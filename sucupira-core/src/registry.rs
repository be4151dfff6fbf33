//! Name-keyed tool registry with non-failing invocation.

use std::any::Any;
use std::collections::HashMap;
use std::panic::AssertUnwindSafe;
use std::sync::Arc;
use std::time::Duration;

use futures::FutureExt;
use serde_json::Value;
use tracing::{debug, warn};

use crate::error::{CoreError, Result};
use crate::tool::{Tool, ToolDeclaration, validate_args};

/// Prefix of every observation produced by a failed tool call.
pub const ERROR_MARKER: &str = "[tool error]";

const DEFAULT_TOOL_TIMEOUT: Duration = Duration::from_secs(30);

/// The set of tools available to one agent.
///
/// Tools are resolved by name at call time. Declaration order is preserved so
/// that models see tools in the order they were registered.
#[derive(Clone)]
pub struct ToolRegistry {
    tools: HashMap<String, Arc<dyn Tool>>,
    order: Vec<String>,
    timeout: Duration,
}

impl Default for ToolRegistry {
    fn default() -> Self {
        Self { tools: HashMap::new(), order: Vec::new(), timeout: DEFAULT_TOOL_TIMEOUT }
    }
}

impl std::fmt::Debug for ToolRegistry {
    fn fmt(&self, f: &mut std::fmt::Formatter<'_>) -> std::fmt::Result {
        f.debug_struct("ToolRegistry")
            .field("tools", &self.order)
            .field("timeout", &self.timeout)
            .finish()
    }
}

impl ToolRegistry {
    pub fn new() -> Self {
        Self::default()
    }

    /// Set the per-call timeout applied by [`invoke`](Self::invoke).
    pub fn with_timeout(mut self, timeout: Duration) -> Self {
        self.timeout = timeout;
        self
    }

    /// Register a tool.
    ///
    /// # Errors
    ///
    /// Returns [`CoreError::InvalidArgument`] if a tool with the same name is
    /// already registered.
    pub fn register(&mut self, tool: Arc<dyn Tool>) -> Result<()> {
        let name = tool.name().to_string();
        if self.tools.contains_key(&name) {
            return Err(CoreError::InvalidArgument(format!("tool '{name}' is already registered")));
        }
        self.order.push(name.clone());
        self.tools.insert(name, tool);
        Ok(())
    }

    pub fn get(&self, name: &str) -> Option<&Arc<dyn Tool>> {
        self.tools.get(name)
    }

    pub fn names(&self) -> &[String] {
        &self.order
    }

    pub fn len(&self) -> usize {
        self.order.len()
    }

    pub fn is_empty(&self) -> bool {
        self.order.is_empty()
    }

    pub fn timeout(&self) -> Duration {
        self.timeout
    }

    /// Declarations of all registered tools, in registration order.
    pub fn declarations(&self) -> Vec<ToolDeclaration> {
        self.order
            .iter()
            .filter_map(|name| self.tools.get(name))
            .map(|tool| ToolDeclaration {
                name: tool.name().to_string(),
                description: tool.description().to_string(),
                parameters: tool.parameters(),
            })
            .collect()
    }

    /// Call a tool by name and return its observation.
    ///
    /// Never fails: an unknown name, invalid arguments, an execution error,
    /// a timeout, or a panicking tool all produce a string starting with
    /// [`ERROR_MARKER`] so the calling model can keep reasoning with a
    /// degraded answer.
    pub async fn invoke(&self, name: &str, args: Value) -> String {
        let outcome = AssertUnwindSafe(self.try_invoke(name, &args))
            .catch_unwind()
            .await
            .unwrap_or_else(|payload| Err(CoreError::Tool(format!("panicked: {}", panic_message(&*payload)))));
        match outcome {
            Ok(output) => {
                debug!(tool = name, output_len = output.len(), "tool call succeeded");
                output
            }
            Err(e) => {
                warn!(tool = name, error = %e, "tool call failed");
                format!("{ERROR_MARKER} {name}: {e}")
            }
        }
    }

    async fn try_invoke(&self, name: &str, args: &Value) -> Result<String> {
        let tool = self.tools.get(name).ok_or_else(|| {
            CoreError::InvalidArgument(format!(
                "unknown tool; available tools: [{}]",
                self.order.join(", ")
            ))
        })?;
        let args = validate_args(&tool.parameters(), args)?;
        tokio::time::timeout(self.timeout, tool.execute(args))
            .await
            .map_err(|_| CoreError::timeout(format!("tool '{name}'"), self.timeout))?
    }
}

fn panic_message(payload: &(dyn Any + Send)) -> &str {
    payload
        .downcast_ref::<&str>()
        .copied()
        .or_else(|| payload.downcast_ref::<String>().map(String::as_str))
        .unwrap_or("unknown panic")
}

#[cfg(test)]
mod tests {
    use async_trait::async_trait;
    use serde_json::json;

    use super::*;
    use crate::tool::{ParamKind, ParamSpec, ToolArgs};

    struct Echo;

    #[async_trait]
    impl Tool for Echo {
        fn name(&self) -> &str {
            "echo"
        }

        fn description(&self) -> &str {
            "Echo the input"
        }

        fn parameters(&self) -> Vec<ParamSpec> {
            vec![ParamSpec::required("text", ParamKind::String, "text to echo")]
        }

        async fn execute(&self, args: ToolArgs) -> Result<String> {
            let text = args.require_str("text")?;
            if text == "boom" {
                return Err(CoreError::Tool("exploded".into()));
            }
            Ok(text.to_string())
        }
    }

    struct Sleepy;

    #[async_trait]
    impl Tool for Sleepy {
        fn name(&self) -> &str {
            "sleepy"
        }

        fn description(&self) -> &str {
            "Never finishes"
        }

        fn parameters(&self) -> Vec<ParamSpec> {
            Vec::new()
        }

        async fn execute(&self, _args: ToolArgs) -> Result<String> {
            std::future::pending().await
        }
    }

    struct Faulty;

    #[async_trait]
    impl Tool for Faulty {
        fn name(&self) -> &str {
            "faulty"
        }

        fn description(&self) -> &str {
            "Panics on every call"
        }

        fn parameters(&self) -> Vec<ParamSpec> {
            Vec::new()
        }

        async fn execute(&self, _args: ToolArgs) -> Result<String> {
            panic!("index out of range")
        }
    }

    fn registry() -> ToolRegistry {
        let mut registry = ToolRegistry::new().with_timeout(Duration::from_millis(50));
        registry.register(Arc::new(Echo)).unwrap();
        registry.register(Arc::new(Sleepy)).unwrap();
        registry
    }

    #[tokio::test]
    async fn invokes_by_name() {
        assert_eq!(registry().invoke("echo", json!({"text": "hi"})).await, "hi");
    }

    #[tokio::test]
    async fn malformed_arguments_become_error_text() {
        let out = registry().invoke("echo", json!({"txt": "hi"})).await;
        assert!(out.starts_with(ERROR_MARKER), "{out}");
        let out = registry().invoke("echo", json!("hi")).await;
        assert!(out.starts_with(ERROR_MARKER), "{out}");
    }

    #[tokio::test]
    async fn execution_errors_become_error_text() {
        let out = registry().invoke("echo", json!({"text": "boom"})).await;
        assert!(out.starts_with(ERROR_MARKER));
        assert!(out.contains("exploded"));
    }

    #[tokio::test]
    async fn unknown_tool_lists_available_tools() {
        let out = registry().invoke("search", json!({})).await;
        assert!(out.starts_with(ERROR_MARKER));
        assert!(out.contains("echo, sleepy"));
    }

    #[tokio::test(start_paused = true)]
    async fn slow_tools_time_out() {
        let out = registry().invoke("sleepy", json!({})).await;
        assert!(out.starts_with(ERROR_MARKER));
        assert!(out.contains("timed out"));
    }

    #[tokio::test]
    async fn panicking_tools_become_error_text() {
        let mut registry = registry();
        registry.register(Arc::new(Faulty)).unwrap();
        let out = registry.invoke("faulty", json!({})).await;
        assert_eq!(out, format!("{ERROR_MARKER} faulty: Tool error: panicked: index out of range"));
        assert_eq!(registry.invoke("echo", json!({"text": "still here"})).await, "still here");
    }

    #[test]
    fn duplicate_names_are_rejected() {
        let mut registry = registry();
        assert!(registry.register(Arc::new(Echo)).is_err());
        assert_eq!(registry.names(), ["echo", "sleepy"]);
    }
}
****************************************
## Task statement
Which lines in the records above contain the word "ToolRegistry"? Return each of them.

## Solved exercise
pub struct ToolRegistry {
impl Default for ToolRegistry {
impl std::fmt::Debug for ToolRegistry {
        f.debug_struct("ToolRegistry")
impl ToolRegistry {
    fn registry() -> ToolRegistry {
        let mut registry = ToolRegistry::new().with_timeout(Duration::from_millis(50));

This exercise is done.